Adidas slumps as Kanye split triggers new profit warning

By Alexander Hübner and Rachel More

BERLIN (Reuters) – Adidas shares slumped as much as 12.6% on Friday after the sportswear maker warned it could plunge to a loss this year for the first time in three decades, in the latest downgrade triggered by its split from Kanye West.

Inventory of the rapper and fashion designer’s Yeezy brand, with price tags for sneakers and apparel of up to $700 a pair, could be written off entirely, resulting in a 700 million euro ($749 million) loss this year, the company said on Thursday.

Just by not selling the stock, revenues would take a 1.2 billion euro hit in 2023, while operating profit would fall by about 500 million euros to around break-even, the rival to Nike added.

“The numbers speak for themselves. We are currently not performing the way we should,” said CEO Bjorn Gulden, who joined Adidas on Jan. 1 after switching from rival Puma and has promised a “year of transition” to make the sportswear giant profitable again.

At 1200 GMT, Adidas shares were down 12.3% at 137 euros.

In its fourth profit warning in less than six months, it forecast a high single-digit percentage decline in sales this year. Analysts had on average expected a 4% rise in 2023 revenue on a currency-neutral basis and operating profit of 1.02 billion euros, according to figures on Adidas’ website.

Baader Helvea described the new guidance as “horrible” and very disappointing.

The news came as Adidas missed its own forecasts with a rise of just 1% in 2022 revenue in currency-neutral terms.

Jefferies cut its recommendation on Adidas stock to “hold” from “buy”, citing “challenges in articulating the mid-term profit delivery”.

Adidas had lowered its 2022 forecasts in October to mid-single digit percentage revenue growth and a 4% operating margin in light of weaker demand in China and Western markets and one-off expenses related to exiting Russia.

But Thursday’s results showed the company had fared worse than it expected, yielding an operating margin of 3%.

It will report full 2022 results on March 8.

GRAPHIC: Adidas shares lag Nike (https://fingfx.thomsonreuters.com/gfx/mkt/gdpzqdaeyvw/adidas.PNG)

ROCKY TRANSITION

Adidas is conducting a review of its Yeezy products, with one option to salvage warehouse inventory by repurposing it under a different brand.

Adidas cut its ties with Ye, formerly known as Kanye West, in October, halting sales of the shoes and apparel line that had brought in billions and pushed up the company’s profit margin for years after he made antisemitic remarks online.

The breakup came just before the crucial pre-Christmas sales period, forcing Adidas to halve its 2022 profit outlook in early November to 250 million euros and highlighting the risks some brands have taken by tying their fortunes to celebrities.

“2023 will be a year of transition to set the base to again be a growing and profitable company,” Gulden said, adding the company would focus on creating “brand heat”.

“We need to put the pieces back together again, but I am convinced that over time we will make Adidas shine again.
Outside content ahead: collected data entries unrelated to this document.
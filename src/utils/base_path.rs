//! Remote (POSIX) path joining.
//!
//! Remote paths are plain strings: the invoking machine may not share the
//! target's path conventions, so `std::path` is not used for them.

/// Join `path` onto `base`. An absolute `path` replaces the base.
pub fn join_remote_path(base: &str, path: &str) -> String {
    let path = path.trim();

    if path.starts_with('/') || base.is_empty() {
        return path.to_string();
    }

    if path.is_empty() {
        return base.to_string();
    }

    if base.ends_with('/') {
        format!("{}{}", base, path)
    } else {
        format!("{}/{}", base, path)
    }
}

/// Final path component, ignoring trailing slashes.
pub fn remote_basename(path: &str) -> &str {
    let trimmed = path.trim_end_matches('/');
    trimmed.rsplit('/').next().unwrap_or(trimmed)
}

#[cfg(test)]
mod tests {
    use super::*;

    #[test]
    fn join_relative_onto_base() {
        assert_eq!(join_remote_path("/srv/lutris", "lutris.net"), "/srv/lutris/lutris.net");
        assert_eq!(
            join_remote_path("/srv/backup/sql/", "dump.tar.gz"),
            "/srv/backup/sql/dump.tar.gz"
        );
    }

    #[test]
    fn absolute_path_replaces_base() {
        assert_eq!(join_remote_path("/srv/lutris", "/etc/supervisor"), "/etc/supervisor");
    }

    #[test]
    fn empty_segments() {
        assert_eq!(join_remote_path("", "config"), "config");
        assert_eq!(join_remote_path("/srv", ""), "/srv");
    }

    #[test]
    fn basename() {
        assert_eq!(remote_basename("/srv/lutris/lutrisweb-celery.conf"), "lutrisweb-celery.conf");
        assert_eq!(remote_basename("/srv/backup/sql/"), "sql");
        assert_eq!(remote_basename("file"), "file");
    }
}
But we need some time.”

Yeezy is not Gulden’s only challenge, as investors fear that persistently high inflation in Europe and the United States could drag down sales in the coming months.

Competitor Puma also lost ground on Friday, with shares down around 5%.

UBS analysts said in a note to investors they expected the Yeezy business to be scrapped entirely given the tone of Gulden’s comments – and that it would be a long slog for the new boss.

“While we think CEO Bjørn Gulden is the right person to turn around the brand, we don’t expect initial signs until 2H24,” the note said.